**Data supplied:**
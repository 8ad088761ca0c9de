//! The hyper-backed driver.

use std::convert::Infallible;
use std::net::SocketAddr;
use std::sync::Arc;

use bytes::Bytes;
use http::{Request, Response, StatusCode};
use http_body_util::{BodyExt, Full, Limited};
use hyper::body::Incoming;
use hyper::server::conn::http1;
use hyper::service::service_fn;
use hyper_util::rt::TokioIo;
use tokio::net::{TcpListener, TcpStream};
use tokio::time::{timeout_at, Instant};

use hermes_core::{ActionRequest, ActionResponse, HttpError, ResponseBody};
use hermes_middleware::{Driver, DriverCore};

use crate::config::ServerConfig;
use crate::error::{ServerError, ServerResult};
use crate::shutdown::{ConnectionTracker, ShutdownSignal};

/// A [`Driver`] serving HTTP/1.1 over hyper.
///
/// Registration goes through the shared [`DriverCore`]; once the executor
/// is done, [`serve`](Self::serve) accepts connections and hands every
/// request to the pipeline. Bodies above the configured limit are refused
/// with `413`. The request timeout covers reading the body and running the
/// pipeline together: a body still arriving at the deadline gets `408`, a
/// pipeline still running gets `504`.
///
/// ```rust,ignore
/// let mut driver = HyperDriver::new(ServerConfig::default());
/// Executor::new(&storage).execute(&mut driver)?;
/// driver.run().await?;
/// ```
#[derive(Debug, Default)]
pub struct HyperDriver {
    core: DriverCore,
    config: ServerConfig,
}

impl HyperDriver {
    /// Creates a driver with `config`.
    #[must_use]
    pub fn new(config: ServerConfig) -> Self {
        Self {
            core: DriverCore::new(),
            config,
        }
    }

    /// Server settings.
    #[must_use]
    pub fn config(&self) -> &ServerConfig {
        &self.config
    }

    /// Serves on the configured address until SIGTERM or Ctrl+C.
    pub async fn run(self) -> ServerResult<()> {
        let addr = self
            .config
            .socket_addr()
            .map_err(|source| ServerError::InvalidAddr {
                addr: self.config.addr().to_string(),
                source,
            })?;
        self.serve(addr, ShutdownSignal::with_os_signals()).await
    }

    /// Serves on `addr` until `shutdown` triggers.
    pub async fn serve(self, addr: SocketAddr, shutdown: ShutdownSignal) -> ServerResult<()> {
        let listener = TcpListener::bind(addr)
            .await
            .map_err(|source| ServerError::Bind { addr, source })?;
        self.serve_listener(listener, shutdown).await
    }

    /// Serves on an already bound listener until `shutdown` triggers.
    pub async fn serve_listener(
        self,
        listener: TcpListener,
        shutdown: ShutdownSignal,
    ) -> ServerResult<()> {
        let local = listener.local_addr()?;
        tracing::info!(
            addr = %local,
            actions = self.core.pipeline().action_count(),
            "server listening"
        );

        let driver = Arc::new(self);
        let tracker = ConnectionTracker::new();

        loop {
            tokio::select! {
                accepted = listener.accept() => match accepted {
                    Ok((stream, remote)) => {
                        let driver = Arc::clone(&driver);
                        let guard = tracker.track();
                        let shutdown = shutdown.clone();
                        tokio::spawn(async move {
                            driver.serve_connection(stream, remote, shutdown).await;
                            drop(guard);
                        });
                    }
                    Err(error) => tracing::warn!(%error, "accept failed"),
                },
                () = shutdown.recv() => break,
            }
        }

        let grace = driver.config.shutdown_timeout();
        tracing::info!(open = tracker.open(), ?grace, "shutting down");
        if tokio::time::timeout(grace, tracker.drained()).await.is_err() {
            tracing::warn!(open = tracker.open(), "shutdown grace period elapsed");
        }
        tracing::info!("server stopped");
        Ok(())
    }

    async fn serve_connection(
        self: Arc<Self>,
        stream: TcpStream,
        remote: SocketAddr,
        shutdown: ShutdownSignal,
    ) {
        let driver = Arc::clone(&self);
        let service = service_fn(move |request: Request<Incoming>| {
            let driver = Arc::clone(&driver);
            async move { Ok::<_, Infallible>(driver.handle_incoming(request).await) }
        });

        let connection = http1::Builder::new()
            .keep_alive(self.config.keep_alive())
            .serve_connection(TokioIo::new(stream), service);
        tokio::pin!(connection);

        let outcome = tokio::select! {
            outcome = connection.as_mut() => outcome,
            () = shutdown.recv() => {
                connection.as_mut().graceful_shutdown();
                connection.await
            }
        };
        if let Err(error) = outcome {
            tracing::debug!(%remote, %error, "connection closed with error");
        }
    }

    async fn handle_incoming(&self, request: Request<Incoming>) -> Response<Full<Bytes>> {
        let deadline = Instant::now() + self.config.request_timeout();
        let (parts, body) = request.into_parts();
        let limited = Limited::new(body, self.config.body_limit());
        let collected = timeout_at(deadline, limited.collect()).await;

        let response = match collected {
            Ok(Ok(body)) => {
                self.dispatch_until(Request::from_parts(parts, body.to_bytes()), deadline)
                    .await
            }
            Ok(Err(error)) => {
                let status = if error.is::<http_body_util::LengthLimitError>() {
                    StatusCode::PAYLOAD_TOO_LARGE
                } else {
                    StatusCode::BAD_REQUEST
                };
                tracing::debug!(%error, %status, "request body rejected");
                self.error_response(HttpError::from_status(status, error.to_string()), status)
            }
            Err(_) => {
                let status = StatusCode::REQUEST_TIMEOUT;
                self.error_response(HttpError::from_status(status, "request body timed out"), status)
            }
        };
        response.map(Full::new)
    }

    /// Runs one buffered request through the pipeline, allowing it the full
    /// request timeout.
    pub async fn handle(&self, request: Request<Bytes>) -> Response<Bytes> {
        let deadline = Instant::now() + self.config.request_timeout();
        self.dispatch_until(request, deadline).await
    }

    async fn dispatch_until(&self, request: Request<Bytes>, deadline: Instant) -> Response<Bytes> {
        let request = ActionRequest::from_http(request);
        let method = request.method().clone();
        let path = request.path().to_string();
        let pipeline = self.core.pipeline();

        match timeout_at(deadline, pipeline.dispatch(self, request)).await {
            Ok(response) => response.into_http(),
            Err(_) => {
                tracing::warn!(%method, %path, "request timed out");
                let status = StatusCode::GATEWAY_TIMEOUT;
                self.error_response(HttpError::from_status(status, "request timed out"), status)
            }
        }
    }

    fn error_response(&self, error: HttpError, status: StatusCode) -> Response<Bytes> {
        let mut response = ActionResponse::default();
        response.send(status, ResponseBody::Json(self.core.error_payload(&error, status)));
        response.into_http()
    }
}

impl Driver for HyperDriver {
    fn name(&self) -> &'static str {
        "hyper"
    }

    fn core(&self) -> &DriverCore {
        &self.core
    }

    fn core_mut(&mut self) -> &mut DriverCore {
        &mut self.core
    }
}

**Work to complete:**
Restate, word for word and with nothing added, the lines from the first line of the listing through the one where "pipeline together: a" stands.

**Answer to the exercise:**
repository 8ad088761ca0c9de
//! The hyper-backed driver.

use std::convert::Infallible;
use std::net::SocketAddr;
use std::sync::Arc;

use bytes::Bytes;
use http::{Request, Response, StatusCode};
use http_body_util::{BodyExt, Full, Limited};
use hyper::body::Incoming;
use hyper::server::conn::http1;
use hyper::service::service_fn;
use hyper_util::rt::TokioIo;
use tokio::net::{TcpListener, TcpStream};
use tokio::time::{timeout_at, Instant};

use hermes_core::{ActionRequest, ActionResponse, HttpError, ResponseBody};
use hermes_middleware::{Driver, DriverCore};

use crate::config::ServerConfig;
use crate::error::{ServerError, ServerResult};
use crate::shutdown::{ConnectionTracker, ShutdownSignal};

/// A [`Driver`] serving HTTP/1.1 over hyper.
///
/// Registration goes through the shared [`DriverCore`]; once the executor
/// is done, [`serve`](Self::serve) accepts connections and hands every
/// request to the pipeline. Bodies above the configured limit are refused
/// with `413`. The request timeout covers reading the body and running the
/// pipeline together: a body still arriving at the deadline gets `408`, a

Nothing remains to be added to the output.